Total protein extracts and total RNA were prepared 24 h after transfection of HEK293 cells and the expressed individual viral proteins were determined by Western blotting with a rabbit polyclonal anti-FLAG antibody (Sigma-Aldrich, #F7425). Total RNA was resolved on a 1% formaldehyde-agarose gel, stained by ethidium bromide for 18S ribosomal RNA as a sample loading control, and examined by Northern blotting for individual viral gene transcripts expressed from the transfected plasmid by a γ-32P-labeled oligo probe (oVM79, 5’-GGGCACTGGAGTGGCAAC-3’) which hybridizes to a common 3’ UTR region downstream of the FLAG-tag, but upstream of the poly(A) site. U6 snRNA served as a loading control and was detected using a γ-32P-labeled, U6-specific oligo probe oST197.

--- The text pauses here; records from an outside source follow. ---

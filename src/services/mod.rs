// Ledger core
pub mod ledger;
pub mod stock_validation;

// Document services writing through the ledger
pub mod adjustments;
pub mod deliveries;
pub mod transfers;

// Master data
pub mod materials;
pub mod workshops;

// Purchasing and manufacturing
pub mod manufacturing;
pub mod orders;
pub mod products;

// Derived planning queries
pub mod requirements;
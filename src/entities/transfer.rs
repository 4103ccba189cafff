use async_trait::async_trait;
use chrono::{DateTime, Utc};
use sea_orm::entity::prelude::*;
use sea_orm::{ActiveModelBehavior, ActiveValue, Set};
use serde::{Deserialize, Serialize};

/// Stock movement document between two workshops. Every committed line item
/// yields one transfer-out movement at the source and one transfer-in
/// movement at the target, both carrying this document as origin.
#[derive(Clone, Debug, PartialEq, Eq, DeriveEntityModel, Serialize, Deserialize)]
#[sea_orm(table_name = "transfers")]
pub struct Model {
    #[sea_orm(primary_key)]
    pub id: i64,
    pub source_workshop_id: i64,
    pub target_workshop_id: i64,
    pub note: String,
    pub created_at: DateTime<Utc>,
}

#[derive(Copy, Clone, Debug, EnumIter, DeriveRelation)]
pub enum Relation {
    #[sea_orm(
        belongs_to = "super::workshop::Entity",
        from = "Column::SourceWorkshopId",
        to = "super::workshop::Column::Id"
    )]
    SourceWorkshop,
    #[sea_orm(
        belongs_to = "super::workshop::Entity",
        from = "Column::TargetWorkshopId",
        to = "super::workshop::Column::Id"
    )]
    TargetWorkshop,
    #[sea_orm(has_many = "super::transfer_item::Entity")]
    Items,
}

impl Related<super::transfer_item::Entity> for Entity {
    fn to() -> RelationDef {
        Relation::Items.def()
    }
}

#[async_trait]
impl ActiveModelBehavior for ActiveModel {
    async fn before_save<C>(self, _db: &C, _insert: bool) -> Result<Self, DbErr>
    where
        C: ConnectionTrait,
    {
        let mut active_model = self;
        if let ActiveValue::NotSet = active_model.created_at {
            active_model.created_at = Set(Utc::now());
        }
        Ok(active_model)
    }
}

Immunofluorescent staining to detect FLAG-tagged viral proteins in cultured cells

HeLa cells (2.5 × 105, ATCC) growing on the coverslips were transfected with each vector (0.5–1 μg) encoding a FLAG-tagged viral protein by using LipoD293 transfection reagent (SignaGen Laboratories). The cells at 24 h after transfection were fixed, permeabilized, and stained with a monoclonal anti-FLAG M2 antibody (Sigma-Aldrich, # F1804) in combination with Alexa Flour488-labeled anti-mouse secondary antibody (Thermo Fisher Scientific, #A11029) as described before [75,76]. The cell nuclei were counterstained by Hoechst 33342 dye (Thermo Fisher Scientific, #H3570).

Supporting information

S1 Fig. Evidence of MmuPV1 infection of FoxN1nu/nu mice.

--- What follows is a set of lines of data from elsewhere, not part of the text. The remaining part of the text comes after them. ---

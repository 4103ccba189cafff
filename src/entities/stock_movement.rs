use async_trait::async_trait;
use chrono::{DateTime, Utc};
use rust_decimal::Decimal;
use sea_orm::entity::prelude::*;
use sea_orm::{ActiveModelBehavior, ActiveValue, Set};
use serde::{Deserialize, Serialize};

/// Kinds of stock change carried by the ledger.
///
/// Corrections come in two flavors with distinct validation and audit
/// semantics: free-form `ManualAdjustment` and computed
/// `InventoryReconciliation`.
#[derive(Debug, Clone, Copy, PartialEq, Eq, Serialize, Deserialize)]
pub enum ChangeKind {
    InboundDelivery,
    Consumption,
    Loss,
    ManualAdjustment,
    InventoryReconciliation,
    TransferOut,
    TransferIn,
}

impl ChangeKind {
    pub fn as_str(&self) -> &'static str {
        match self {
            ChangeKind::InboundDelivery => "delivery",
            ChangeKind::Consumption => "consumption",
            ChangeKind::Loss => "loss",
            ChangeKind::ManualAdjustment => "manual_adjustment",
            ChangeKind::InventoryReconciliation => "inventory_reconciliation",
            ChangeKind::TransferOut => "transfer_out",
            ChangeKind::TransferIn => "transfer_in",
        }
    }

    pub fn from_str(s: &str) -> Option<Self> {
        match s {
            "delivery" => Some(ChangeKind::InboundDelivery),
            "consumption" => Some(ChangeKind::Consumption),
            "loss" => Some(ChangeKind::Loss),
            "manual_adjustment" => Some(ChangeKind::ManualAdjustment),
            "inventory_reconciliation" => Some(ChangeKind::InventoryReconciliation),
            "transfer_out" => Some(ChangeKind::TransferOut),
            "transfer_in" => Some(ChangeKind::TransferIn),
            _ => None,
        }
    }

    /// Applies this kind's sign to a quantity before it is persisted.
    ///
    /// Directional kinds take a non-negative magnitude; the two adjustment
    /// kinds carry a caller-supplied signed delta and pass it through.
    pub fn signed(&self, quantity: Decimal) -> Decimal {
        match self {
            ChangeKind::InboundDelivery | ChangeKind::TransferIn => quantity,
            ChangeKind::Consumption | ChangeKind::Loss | ChangeKind::TransferOut => -quantity,
            ChangeKind::ManualAdjustment | ChangeKind::InventoryReconciliation => quantity,
        }
    }
}

/// Document kinds a movement can originate from.
#[derive(Debug, Clone, Copy, PartialEq, Eq, Serialize, Deserialize)]
pub enum OriginKind {
    Delivery,
    Transfer,
}

impl OriginKind {
    pub fn as_str(&self) -> &'static str {
        match self {
            OriginKind::Delivery => "delivery",
            OriginKind::Transfer => "transfer",
        }
    }

    pub fn from_str(s: &str) -> Option<Self> {
        match s {
            "delivery" => Some(OriginKind::Delivery),
            "transfer" => Some(OriginKind::Transfer),
            _ => None,
        }
    }
}

/// Weak reference from a movement to the document that produced it.
///
/// Used for audit and cascade lookup only, never an ownership relation.
#[derive(Debug, Clone, Copy, PartialEq, Eq, Serialize, Deserialize)]
pub struct Origin {
    pub kind: OriginKind,
    pub id: i64,
}

impl Origin {
    pub fn delivery(id: i64) -> Self {
        Self {
            kind: OriginKind::Delivery,
            id,
        }
    }

    pub fn transfer(id: i64) -> Self {
        Self {
            kind: OriginKind::Transfer,
            id,
        }
    }
}

#[derive(Clone, Debug, PartialEq, DeriveEntityModel, Serialize, Deserialize)]
#[sea_orm(table_name = "stock_movements")]
pub struct Model {
    #[sea_orm(primary_key)]
    pub id: i64,
    pub workshop_id: i64,
    pub material_id: i64,
    pub change_kind: String, // Storing as string in DB, converted to/from ChangeKind
    #[sea_orm(column_type = "Decimal(Some((10, 2)))")]
    pub quantity: Decimal,
    pub note: String,
    pub created_at: DateTime<Utc>,
    pub origin_kind: Option<String>,
    pub origin_id: Option<i64>,
}

impl Model {
    pub fn kind(&self) -> Option<ChangeKind> {
        ChangeKind::from_str(&self.change_kind)
    }

    pub fn origin(&self) -> Option<Origin> {
        match (self.origin_kind.as_deref(), self.origin_id) {
            (Some(kind), Some(id)) => OriginKind::from_str(kind).map(|kind| Origin { kind, id }),
            _ => None,
        }
    }
}

#[derive(Copy, Clone, Debug, EnumIter, DeriveRelation)]
pub enum Relation {
    #[sea_orm(
        belongs_to = "super::workshop::Entity",
        from = "Column::WorkshopId",
        to = "super::workshop::Column::Id"
    )]
    Workshop,
    #[sea_orm(
        belongs_to = "super::material::Entity",
        from = "Column::MaterialId",
        to = "super::material::Column::Id"
    )]
    Material,
}

impl Related<super::workshop::Entity> for Entity {
    fn to() -> RelationDef {
        Relation::Workshop.def()
    }
}

impl Related<super::material::Entity> for Entity {
    fn to() -> RelationDef {
        Relation::Material.def()
    }
}

#[async_trait]
impl ActiveModelBehavior for ActiveModel {
    async fn before_save<C>(self, _db: &C, _insert: bool) -> Result<Self, DbErr>
    where
        C: ConnectionTrait,
    {
        let mut active_model = self;
        if let ActiveValue::NotSet = active_model.created_at {
            active_model.created_at = Set(Utc::now());
        }
        Ok(active_model)
    }
}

(A) Representative wart arising on the snout and ear of FoxN1nu/nu mice from which RNA was isolated and analyzed for this study. All papillomas were analyzed by H&E staining, L1 (red)-Krt (Krt10 and Krt14, green) immunofluorescence and MmuPV1 DNA FISH (red). For both IF and FISH nuclei were counter-stained with Hoechst for host cell DNA. (B) Ears of FoxN1nu/nu mice MmuPV1-induced tail warts show evidence for subclinical infection. Tissue section images of a tail wart (top panels) and experimentally uninfected ear from the same animal (bottom panels) were stained for MmuPV1 L1 protein by IF (left panels—red) and MmuPV1 DNA by FISH (right panels—red). Noted evidence for L1 expression and viral DNA amplification in bottom panels is indicative of subclinical infection.


S2 Fig. Gel profiles of 5’ RACE products from individual RACE primers and their mapped TSS.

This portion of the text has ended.